INSTRUCTIONS TO FOLLOW
Every line containing the string "Serialize" should be returned from the records.

Dataset entries
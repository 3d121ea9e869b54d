// ABOUTME: Crash-consistent reconstruction of the keyspace by replaying the active generation's log.
// ABOUTME: Reads the generation pointer, then applies entries 0, 1, 2, ... until the first gap.

use barn_core::{Entry, Keyspace};

use crate::backend::StorageBackend;
use crate::error::StoreError;
use crate::logkey::{KEYSET, LogKey};

/// The outcome of replaying a store's log.
#[derive(Debug, Clone, PartialEq, Eq)]
pub struct Replayed {
    pub keyspace: Keyspace,
    pub generation: u64,
    /// Number of entries applied; the next entry is written here.
    pub index: u64,
}

/// Read the active generation, initializing `KEYSET` to 0 on first open.
pub fn load_generation<B: StorageBackend + ?Sized>(backend: &B) -> Result<u64, StoreError> {
    match backend.get(KEYSET)? {
        Some(raw) => raw
            .trim()
            .parse::<u64>()
            .map_err(|_| StoreError::CorruptGeneration(raw)),
        None => {
            backend.set(KEYSET, "0")?;
            tracing::info!("no generation found, initialized KEYSET to 0");
            Ok(0)
        }
    }
}

/// Rebuild the keyspace from the backend.
///
/// Replay sequence:
/// 1. Load (or initialize) the active generation from `KEYSET`
/// 2. Fetch entry `(generation, 0)`, `(generation, 1)`, ... in order
/// 3. Decode and apply each entry; nothing is re-logged
/// 4. Stop at the first missing index, which becomes the write cursor
///
/// An entry naming an unknown command aborts replay rather than being
/// skipped, since skipping would silently diverge from the logged history.
pub fn replay<B: StorageBackend + ?Sized>(backend: &B) -> Result<Replayed, StoreError> {
    let generation = load_generation(backend)?;
    let mut keyspace = Keyspace::new();
    let mut index = 0u64;

    loop {
        let key = LogKey::new(generation, index).to_string();
        let Some(text) = backend.get(&key)? else {
            break;
        };
        let entry = Entry::decode(&text).map_err(|source| StoreError::decode(key, source))?;
        keyspace.apply_entry(entry)?;
        index += 1;
    }

    tracing::info!(
        "replayed {} entries of generation {} ({} keys)",
        index,
        generation,
        keyspace.len()
    );

    Ok(Replayed {
        keyspace,
        generation,
        index,
    })
}
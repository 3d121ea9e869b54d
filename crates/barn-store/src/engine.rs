// ABOUTME: The log engine: replays on open, applies commands, appends mutating ones to the log.
// ABOUTME: Triggers compaction once the write cursor passes the configured entries-per-generation limit.

use barn_core::{Command, Entry, Keyspace, Reply};

use crate::backend::StorageBackend;
use crate::compaction::{collect_garbage, publish_generation, write_snapshot};
use crate::config::StoreConfig;
use crate::error::StoreError;
use crate::logkey::LogKey;
use crate::recovery::{Replayed, replay};

/// Owns the keyspace and the write cursor for one store over one backend.
///
/// Only one engine should issue mutating commands against a given backend
/// (and namespace) at a time; nothing guards against interleaved writers.
#[derive(Debug)]
pub struct LogEngine<B: StorageBackend> {
    backend: B,
    config: StoreConfig,
    keyspace: Keyspace,
    generation: u64,
    index: u64,
}

impl<B: StorageBackend> LogEngine<B> {
    /// Open a store, rebuilding its keyspace by replaying the active generation.
    pub fn open(backend: B, config: StoreConfig) -> Result<Self, StoreError> {
        let Replayed {
            keyspace,
            generation,
            index,
        } = replay(&backend)?;

        Ok(Self {
            backend,
            config,
            keyspace,
            generation,
            index,
        })
    }

    pub fn backend(&self) -> &B {
        &self.backend
    }

    pub fn config(&self) -> &StoreConfig {
        &self.config
    }

    /// Read-only view of the current keyspace.
    pub fn keyspace(&self) -> &Keyspace {
        &self.keyspace
    }

    /// The active generation.
    pub fn generation(&self) -> u64 {
        self.generation
    }

    /// Entries written in the active generation; the next entry's index.
    pub fn index(&self) -> u64 {
        self.index
    }

    /// Execute a command. The command is applied first, so one that fails
    /// (a type mismatch) is never logged. A mutating command is then appended
    /// to the log, and compaction runs before returning if the cursor has
    /// passed `max_entries_per_generation`.
    pub fn execute(&mut self, cmd: Command) -> Result<Reply, StoreError> {
        if !cmd.is_mutating() {
            return Ok(self.keyspace.apply(&cmd)?);
        }

        let prior = self.keyspace.value(cmd.key()).cloned();
        let reply = self.keyspace.apply(&cmd)?;

        let key = cmd.key().to_string();
        if let Err(e) = self.append(Entry::Command(cmd)) {
            // Memory must not run ahead of the log.
            self.keyspace.restore(&key, prior);
            return Err(e);
        }

        if self.index > self.config.max_entries_per_generation as u64 {
            tracing::info!(
                "generation {} reached {} entries, compacting",
                self.generation,
                self.index
            );
            self.condense()?;
        }

        Ok(reply)
    }

    fn append(&mut self, entry: Entry) -> Result<(), StoreError> {
        let text = entry.encode().map_err(StoreError::Encode)?;
        let key = LogKey::new(self.generation, self.index);
        self.backend.set(&key.to_string(), &text)?;
        self.index += 1;
        tracing::trace!("appended {} at {}", entry.name(), key);
        Ok(())
    }

    /// Collapse the log into a single snapshot entry of a new generation.
    ///
    /// Compaction sequence:
    /// 1. Serialize the keyspace as one `_LOAD` entry
    /// 2. Persist it at `(generation + 1, 0)`
    /// 3. Point `KEYSET` at `generation + 1`
    /// 4. Reset the write cursor to 1
    /// 5. Remove every key outside the new generation
    ///
    /// A failure before step 3 leaves the old generation authoritative with
    /// an inert orphan snapshot; a failure after it leaves stale keys that
    /// the next compaction sweeps.
    pub fn condense(&mut self) -> Result<(), StoreError> {
        let next = self.generation + 1;

        write_snapshot(&self.backend, &self.keyspace, next)?;
        publish_generation(&self.backend, next)?;

        self.generation = next;
        self.index = 1;

        let removed = collect_garbage(&self.backend, next)?;
        tracing::info!(
            "compacted {} keys into generation {}, reclaimed {} storage keys",
            self.keyspace.len(),
            next,
            removed
        );
        Ok(())
    }
}
// ABOUTME: Configuration loading for the barn binary.
// ABOUTME: Reads the data file, namespace, and compaction threshold from environment variables.

use std::path::PathBuf;

use barn_store::{ConfigError, StoreConfig};

use crate::DEFAULT_NAMESPACE;

/// Binary configuration loaded from environment variables.
#[derive(Debug, Clone)]
pub struct BarnConfig {
    pub data: PathBuf,
    pub namespace: String,
    pub store: StoreConfig,
}

impl BarnConfig {
    /// Load configuration from environment variables with sensible defaults.
    ///
    /// Environment variables:
    /// - BARN_DATA: JSON data file backing the store (default: ./barn.json)
    /// - BARN_NAMESPACE: key prefix within the data file (default: BARN)
    /// - BARN_MAX_ENTRIES: entries per generation before compaction (default: 1000)
    pub fn from_env() -> Result<Self, ConfigError> {
        let data = std::env::var("BARN_DATA")
            .ok()
            .filter(|d| !d.is_empty())
            .map(PathBuf::from)
            .unwrap_or_else(|| PathBuf::from("barn.json"));

        let namespace = std::env::var("BARN_NAMESPACE")
            .ok()
            .filter(|n| !n.is_empty())
            .unwrap_or_else(|| DEFAULT_NAMESPACE.to_string());

        let store = StoreConfig::from_env()?;

        Ok(Self {
            data,
            namespace,
            store,
        })
    }
}

#[cfg(test)]
mod tests {
    use super::*;

    #[test]
    fn config_loads_defaults_and_overrides() {
        // SAFETY: test-only code; this is the only test touching these variables
        unsafe {
            std::env::remove_var("BARN_DATA");
            std::env::remove_var("BARN_NAMESPACE");
            std::env::remove_var("BARN_MAX_ENTRIES");
        }

        let config = BarnConfig::from_env().unwrap();
        assert_eq!(config.data, PathBuf::from("barn.json"));
        assert_eq!(config.namespace, "BARN");
        assert_eq!(config.store, StoreConfig::default());

        // SAFETY: test-only code; this is the only test touching these variables
        unsafe {
            std::env::set_var("BARN_DATA", "/tmp/other.json");
            std::env::set_var("BARN_NAMESPACE", "app");
            std::env::set_var("BARN_MAX_ENTRIES", "25");
        }

        let config = BarnConfig::from_env();

        // SAFETY: test-only code; this is the only test touching these variables
        unsafe {
            std::env::remove_var("BARN_DATA");
            std::env::remove_var("BARN_NAMESPACE");
            std::env::remove_var("BARN_MAX_ENTRIES");
        }

        let config = config.unwrap();
        assert_eq!(config.data, PathBuf::from("/tmp/other.json"));
        assert_eq!(config.namespace, "app");
        assert_eq!(config.store.max_entries_per_generation, 25);
    }
}
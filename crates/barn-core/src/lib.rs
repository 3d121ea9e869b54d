// ABOUTME: Core library for barn, containing typed values, commands, and the log entry codec.
// ABOUTME: Pure data structures with no I/O; the store crate layers persistence on top.

pub mod command;
pub mod entry;
pub mod keyspace;
pub mod value;

pub use command::{Command, CommandError, Reply};
pub use entry::{Entry, EntryError, Snapshot};
pub use keyspace::Keyspace;
pub use value::{Value, ValueKind};
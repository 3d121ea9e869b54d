// ABOUTME: Persistence layer for barn, layering an append-only log over flat key-value storage.
// ABOUTME: Provides storage backends, namespacing, log replay, the log engine, and compaction.

pub mod backend;
pub mod compaction;
pub mod config;
pub mod engine;
pub mod error;
pub mod file;
pub mod logkey;
pub mod namespace;
pub mod recovery;

pub use backend::{BackendError, MemoryBackend, StorageBackend};
pub use config::{ConfigError, DEFAULT_MAX_ENTRIES_PER_GENERATION, StoreConfig};
pub use engine::LogEngine;
pub use error::StoreError;
pub use file::FileBackend;
pub use logkey::{KEYSET, LogKey};
pub use namespace::Namespaced;
pub use recovery::{Replayed, replay};
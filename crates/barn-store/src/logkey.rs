// ABOUTME: Storage key layout for the log: the reserved generation pointer and per-entry keys.
// ABOUTME: Entry i of generation g lives at "g_i"; membership is decided by the "g_" prefix.

use std::fmt;

/// Reserved storage key holding the active generation number.
///
/// Application keys never become storage keys (they live inside entries), so
/// this name cannot collide with user data.
pub const KEYSET: &str = "KEYSET";

/// Address of one log entry.
#[derive(Debug, Clone, Copy, PartialEq, Eq, PartialOrd, Ord, Hash)]
pub struct LogKey {
    pub generation: u64,
    pub index: u64,
}

impl LogKey {
    pub fn new(generation: u64, index: u64) -> Self {
        Self { generation, index }
    }

    /// Parse a storage key of the form `"<generation>_<index>"`.
    pub fn parse(key: &str) -> Option<LogKey> {
        let (generation, index) = key.split_once('_')?;
        Some(LogKey {
            generation: generation.parse().ok()?,
            index: index.parse().ok()?,
        })
    }
}

impl fmt::Display for LogKey {
    fn fmt(&self, f: &mut fmt::Formatter<'_>) -> fmt::Result {
        write!(f, "{}_{}", self.generation, self.index)
    }
}

/// Prefix shared by every entry key of `generation`.
pub fn generation_prefix(generation: u64) -> String {
    format!("{}_", generation)
}

/// Whether `key` is an entry key of `generation`.
pub fn belongs_to(key: &str, generation: u64) -> bool {
    key.starts_with(&generation_prefix(generation))
}

/// Whether `key` is reclaimable once `generation` is authoritative: anything
/// other than the generation pointer and that generation's entries.
pub fn is_garbage(key: &str, generation: u64) -> bool {
    key != KEYSET && !belongs_to(key, generation)
}
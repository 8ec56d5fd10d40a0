//! Carbon sequestration estimate

use serde::{Deserialize, Serialize};

use crate::constants::readiness::{
    BASELINE_CONFIDENCE, BASELINE_SEQUESTRATION_RATE, CARBON_FRACTION, CO2_PER_CARBON,
};
use crate::constants::time::DAYS_PER_YEAR;
use crate::satellite::BiomassEstimate;
use crate::stats::clamp_score;

#[derive(Debug, Clone, PartialEq, Serialize, Deserialize)]
#[serde(default, rename_all = "camelCase")]
pub struct CarbonConfig {
    /// Annual rate assumed without a biomass estimate, t C/ha/yr
    pub baseline_rate: f64,
    pub carbon_fraction: f64,
    pub baseline_confidence: f64,
}

impl Default for CarbonConfig {
    fn default() -> Self {
        Self {
            baseline_rate: BASELINE_SEQUESTRATION_RATE,
            carbon_fraction: CARBON_FRACTION,
            baseline_confidence: BASELINE_CONFIDENCE,
        }
    }
}

#[derive(Debug, Clone, Copy, PartialEq, Eq, Serialize, Deserialize)]
#[serde(rename_all = "lowercase")]
pub enum EstimateMethod {
    /// Default regional rate
    Baseline,
    /// Derived from the satellite biomass estimate
    Biomass,
}

#[derive(Debug, Clone, Copy, PartialEq, Serialize, Deserialize)]
#[serde(rename_all = "camelCase")]
pub struct CarbonSequestrationEstimate {
    pub method: EstimateMethod,
    pub annual_rate: f64,
    /// Carbon sequestered over the period across the whole area
    pub total_carbon: f64,
    pub total_co2e: f64,
    pub period_days: f64,
    pub confidence: f64,
}

/// Estimate sequestration for `area_ha` over `period_days`.
///
/// Periods shorter than one day are treated as one day. A missing or zero
/// biomass estimate falls back to the baseline rate.
pub fn estimate_sequestration(
    biomass: Option<&BiomassEstimate>,
    area_ha: f64,
    period_days: f64,
    config: &CarbonConfig,
) -> CarbonSequestrationEstimate {
    let days = period_days.max(1.0);

    let (method, annual_rate, confidence) = match biomass {
        Some(b) if b.estimated_biomass > 0.0 && area_ha > 0.0 => (
            EstimateMethod::Biomass,
            b.estimated_biomass * config.carbon_fraction / area_ha * (DAYS_PER_YEAR / days),
            clamp_score(b.confidence),
        ),
        _ => (EstimateMethod::Baseline, config.baseline_rate, config.baseline_confidence),
    };

    let total_carbon = annual_rate * days / DAYS_PER_YEAR * area_ha;
    CarbonSequestrationEstimate {
        method,
        annual_rate,
        total_carbon,
        total_co2e: total_carbon * CO2_PER_CARBON,
        period_days: days,
        confidence,
    }
}

#[cfg(test)]
mod tests {
    use super::*;
    use crate::satellite::BiomassMethod;
    use chrono::{TimeZone, Utc};

    fn biomass(value: f64) -> BiomassEstimate {
        BiomassEstimate {
            estimated_biomass: value,
            method: BiomassMethod::Allometric,
            confidence: 82.0,
            last_updated: Utc.with_ymd_and_hms(2024, 1, 1, 0, 0, 0).unwrap(),
        }
    }

    #[test]
    fn baseline_without_biomass() {
        let estimate = estimate_sequestration(None, 100.0, 365.0, &CarbonConfig::default());
        assert_eq!(estimate.method, EstimateMethod::Baseline);
        assert!((estimate.total_carbon - 350.0).abs() < 1e-9);
        assert!((estimate.total_co2e - 350.0 * 44.0 / 12.0).abs() < 1e-9);
        assert_eq!(estimate.confidence, 70.0);
    }

    #[test]
    fn biomass_rate_scales_to_a_year() {
        let estimate = estimate_sequestration(Some(&biomass(2.0)), 10.0, 73.0, &CarbonConfig::default());
        // 2.0 * 0.5 / 10 * (365 / 73)
        assert!((estimate.annual_rate - 0.5).abs() < 1e-9);
        // Total collapses back to biomass x carbon fraction
        assert!((estimate.total_carbon - 1.0).abs() < 1e-9);
        assert_eq!(estimate.confidence, 82.0);
    }

    #[test]
    fn zero_biomass_falls_back() {
        let estimate = estimate_sequestration(Some(&biomass(0.0)), 10.0, 30.0, &CarbonConfig::default());
        assert_eq!(estimate.method, EstimateMethod::Baseline);
    }
}
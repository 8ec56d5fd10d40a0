//! Core monitoring engine for CarbonGuard
//!
//! Turns satellite observations and in-situ sensor readings for a
//! conservation project into a verification readiness report.
//!
//! Stages, leaves first:
//! - [`satellite`]: vegetation index series, biomass, degradation flags, health
//! - [`sensor`]: per-device statistics, quality and reading flags
//! - [`validation`]: severity-tagged rule tables per source
//! - [`cross_source`]: satellite vs. sensor consistency
//! - [`readiness`]: coverage, carbon estimate, quality and the final verdict
//!
//! Anomaly detection over arbitrary series lives in `carbonguard-ml`; the
//! [`anomaly`] types here are shared by both crates.
//!
//! Every stage is a pure function of its inputs. Structurally invalid
//! requests (inverted ranges, non-positive areas, unknown sensor types) are
//! rejected with [`MonitoringError`]; thin or noisy data only lowers scores.
//!
//! ```rust
//! use carbonguard_core::sensor::{ReadingQuality, SensorAggregator, SensorReading, SensorType};
//! use carbonguard_core::GeoPoint;
//! use chrono::{Duration, TimeZone, Utc};
//!
//! let start = Utc.with_ymd_and_hms(2024, 4, 1, 0, 0, 0).unwrap();
//! let readings: Vec<_> = [6.1, 6.3, 6.2]
//!     .iter()
//!     .enumerate()
//!     .map(|(i, &value)| SensorReading {
//!         sensor_id: "do-1".into(),
//!         timestamp: start + Duration::hours(i as i64),
//!         value,
//!         unit: "mg/L".into(),
//!         quality: ReadingQuality::Valid,
//!         confidence: 90.0,
//!     })
//!     .collect();
//!
//! let data = SensorAggregator::default()
//!     .aggregate("do-1", &readings, GeoPoint::new(-2.5, 140.7), SensorType::DissolvedOxygen)?;
//! assert_eq!(data.data_quality, 95.0);
//! # Ok::<(), carbonguard_core::MonitoringError>(())
//! ```

#![deny(unsafe_code)]

pub mod anomaly;
pub mod config;
pub mod constants;
pub mod cross_source;
pub mod errors;
pub mod location;
pub mod readiness;
pub mod satellite;
pub mod sensor;
pub mod stats;
pub mod time;
pub mod validation;

// Public API
pub use anomaly::{AnomalyType, DetectedAnomaly, SeriesPoint, Severity, SuggestedAction};
pub use config::MonitoringConfig;
pub use cross_source::{CrossSourceValidation, CrossSourceValidator, Discrepancy};
pub use errors::{MonitoringError, MonitoringResult};
pub use location::{EcosystemType, GeoPoint, SiteLocation};
pub use readiness::{
    AggregatedMonitoringData, ProjectMetadata, ReadinessAssessor, ReadinessInputs,
    VerificationReadiness,
};
pub use satellite::{DataType, SatelliteAnalysisResult, SatelliteAnalyzer};
pub use sensor::{AggregatedSensorData, SensorAggregator, SensorReading, SensorType};
pub use time::{DateRange, FixedClock, SystemClock, TimeSource};
pub use validation::{DataValidationResult, RecommendedAction, ValidationPipeline};

pub const VERSION: &str = env!("CARGO_PKG_VERSION");

#[cfg(test)]
mod tests {
    use super::*;

    #[test]
    fn version_exists() {
        assert!(!VERSION.is_empty());
    }
}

TASK RESULT
    /// 1. Serialize the keyspace as one `_LOAD` entry
use serde::{Deserialize, Serialize};
#[derive(Debug, Clone, PartialEq, Serialize, Deserialize)]
#[derive(Debug, Clone, Copy, PartialEq, Eq, Serialize, Deserialize)]
#[derive(Debug, Clone, Copy, PartialEq, Serialize, Deserialize)]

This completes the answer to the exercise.